The sound of charcoal scratching against paper filled Harper's dorm room, her hand moving instinctively over the page. She was halfway through another sketch, but this time her lines were bolder, harsher—edgy shadows carved across the face of a figure she hadn't quite perfected. Her eyes narrowed, her mind working faster than her pencil.
The figure was angry. Broken. Alone.
Harper frowned and dropped her pencil onto the desk, slumping back in her chair with a frustrated sigh. She glanced at the growing stack of sketches—most unfinished, all incomplete reflections of the same feeling she couldn't shake. It had been there ever since her strange encounters with Adrian Blackwood.
"Ugh."
"Talking to yourself again?"
Harper turned to see her roommate, Sophie, standing in the doorway with a mug of tea in hand. Sophie raised an eyebrow, looking between Harper and the mess of papers scattered across the desk. "Let me guess. The 'mystery guy' is living rent-free in your head."
Harper's expression tightened. "He's not a mystery."
"Really?" Sophie teased, taking a sip of tea. "You sure talk about him like he is. Blackwood, right?"
Harper hesitated before answering. "I don't talk about him."
"Mm-hmm. Just brood silently over sketches of some poor, tortured soul who looks suspiciously like him?"
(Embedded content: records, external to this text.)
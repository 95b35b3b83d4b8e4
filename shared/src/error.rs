//! Unified error type for the reconciliation core
//!
//! Nothing here is fatal: parse problems coerce to zero before they
//! ever become an error, sync failures are retained-state events, and
//! the only hard errors are submission validation violations.

use thiserror::Error;

/// Error type shared across the workspace
#[derive(Debug, Error)]
pub enum AppError {
    /// Submission validation violation (blocks submission, first wins)
    #[error("{message}")]
    Validation { message: String },

    /// Backend lookup rejected the request (e.g. no prior reading)
    #[error("{message}")]
    Lookup { message: String },

    /// Invalid request parameter
    #[error("Invalid request: {message}")]
    Invalid { message: String },
}

impl AppError {
    /// Create a Validation error
    pub fn validation(message: impl Into<String>) -> Self {
        Self::Validation {
            message: message.into(),
        }
    }

    /// Create a Lookup error
    pub fn lookup(message: impl Into<String>) -> Self {
        Self::Lookup {
            message: message.into(),
        }
    }

    /// Create an Invalid error
    pub fn invalid(message: impl Into<String>) -> Self {
        Self::Invalid {
            message: message.into(),
        }
    }

    /// Get the human-readable message
    pub fn message(&self) -> &str {
        match self {
            Self::Validation { message } => message,
            Self::Lookup { message } => message,
            Self::Invalid { message } => message,
        }
    }
}

/// Result type for core operations
pub type AppResult<T> = Result<T, AppError>;
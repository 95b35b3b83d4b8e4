//! Client configuration

/// Configuration for connecting to the station backend
#[derive(Debug, Clone)]
pub struct ClientConfig {
    /// Backend base URL (e.g. "http://localhost:5000")
    pub base_url: String,

    /// Request timeout in seconds
    pub timeout: u64,

    /// CSRF token forwarded with form posts (PIN verification)
    pub csrf_token: Option<String>,
}

impl ClientConfig {
    /// Create a new configuration with default timeout
    pub fn new(base_url: impl Into<String>) -> Self {
        Self {
            base_url: base_url.into(),
            timeout: 30,
            csrf_token: None,
        }
    }

    /// Set the request timeout
    pub fn with_timeout(mut self, timeout: u64) -> Self {
        self.timeout = timeout;
        self
    }

    /// Set the CSRF token
    pub fn with_csrf_token(mut self, token: impl Into<String>) -> Self {
        self.csrf_token = Some(token.into());
        self
    }
}
//! Shared types for the forecourt reconciliation workspace
//!
//! Domain models, the pure shift-closing computation engine, wire DTOs
//! for the station backend, and the lenient-decimal utilities the whole
//! workspace parses attendant input with.

pub mod api;
pub mod error;
pub mod models;
pub mod recon;
pub mod util;
pub mod validate;

// Re-exports
pub use error::{AppError, AppResult};
pub use models::{
    AuthoritativeFigures, CashClass, CollectionField, CreditField, DenominationCount,
    DieselMeterForm, DieselReading, LineItemSet, MeterGroup, PumpReading, SectionKey,
    SuperMeterForm, SuperReading,
};
pub use recon::{
    BalanceVerdict, CashTally, FinancialTotals, MeterTotals, ReconciliationResult,
};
Harper glared at her roommate, but Sophie wasn't wrong. Harper had spent too much time replaying that moment in the rain—Adrian's anger, his bitterness, but also the glimpse of something fragile hidden beneath it. Something he worked hard to hide.
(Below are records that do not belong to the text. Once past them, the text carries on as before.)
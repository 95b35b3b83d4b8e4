//! Shift section keys
//!
//! A section is the active reconciliation scope: one of the two super
//! pump-pairs, the diesel quad, or the stock step. The key drives which
//! authoritative backend figures apply.

use serde::{Deserialize, Serialize};
use std::fmt;
use std::str::FromStr;

use crate::error::AppError;

/// Active shift-reconciliation scope
#[derive(Debug, Clone, Copy, PartialEq, Eq, Hash, Serialize, Deserialize, Default)]
pub enum SectionKey {
    /// Super pumps 1 & 2
    #[default]
    #[serde(rename = "S1S2")]
    S1S2,
    /// Super pumps 3 & 4
    #[serde(rename = "S3S4")]
    S3S4,
    /// Diesel pumps 1-4
    #[serde(rename = "D1D4")]
    D1D4,
    /// Stock step (no meter group attached)
    #[serde(rename = "STOCK")]
    Stock,
}

impl SectionKey {
    /// All sections, in wizard-step order
    pub const ALL: [SectionKey; 4] = [Self::S1S2, Self::S3S4, Self::D1D4, Self::Stock];

    /// Backend query-parameter value for this section
    pub fn as_str(&self) -> &'static str {
        match self {
            Self::S1S2 => "S1S2",
            Self::S3S4 => "S3S4",
            Self::D1D4 => "D1D4",
            Self::Stock => "STOCK",
        }
    }

    /// Whether the section carries a fuel meter group at all
    pub fn has_meter_group(&self) -> bool {
        !matches!(self, Self::Stock)
    }

    /// Whether the section is the diesel pump-group
    pub fn is_diesel(&self) -> bool {
        matches!(self, Self::D1D4)
    }
}

impl fmt::Display for SectionKey {
    fn fmt(&self, f: &mut fmt::Formatter<'_>) -> fmt::Result {
        f.write_str(self.as_str())
    }
}

impl FromStr for SectionKey {
    type Err = AppError;

    // Case-insensitive: the backend compares sections uppercased.
    fn from_str(s: &str) -> Result<Self, Self::Err> {
        match s.trim().to_ascii_uppercase().as_str() {
            "S1S2" => Ok(Self::S1S2),
            "S3S4" => Ok(Self::S3S4),
            "D1D4" => Ok(Self::D1D4),
            "STOCK" => Ok(Self::Stock),
            other => Err(AppError::invalid(format!("Unknown section: {other}"))),
        }
    }
}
"I don't know why I care," Harper muttered, running a hand through her hair. "He's rude. A complete jerk. But..."
"But?" Sophie prompted.
Harper stared at the unfinished sketch. "But he looks like he's carrying the weight of the world, and no one's helping him."
Sophie shrugged. "Some people don't want help."
"Maybe," Harper said quietly. "Or maybe they just don't know how to ask."
The library was almost empty when Harper arrived later that day.
Rain pattered softly against the tall windows, turning the outside world into a gray blur. She liked it better this way—the quiet, the solitude. It gave her room to think.
She weaved between the tables and rows of bookshelves, looking for a good spot to set up. That's when she saw him.
Adrian Blackwood sat at the far corner of the library, hunched over a notebook, his head bent low as he scribbled something furiously across the page. His dark hair fell into his face, shadowing his expression, but his jaw was tight, his shoulders tense.
Harper paused, surprised. She wasn't sure what she'd expected—maybe Adrian staring blankly into space like he usually did—but not this. Not him writing.
She debated whether to turn around and leave. The last thing she wanted was another cold, biting interaction with him. But curiosity tugged at her feet. Before she knew it, she was walking toward him.
"Didn't expect to find you here," she said softly.
Adrian's head snapped up, his dark eyes locking onto hers. He stared at her for a long moment before his expression hardened, like a door slamming shut. He dropped his pen and slammed the notebook closed, the sharp sound echoing in the quiet space.
"What do you want?" His tone was clipped, defensive.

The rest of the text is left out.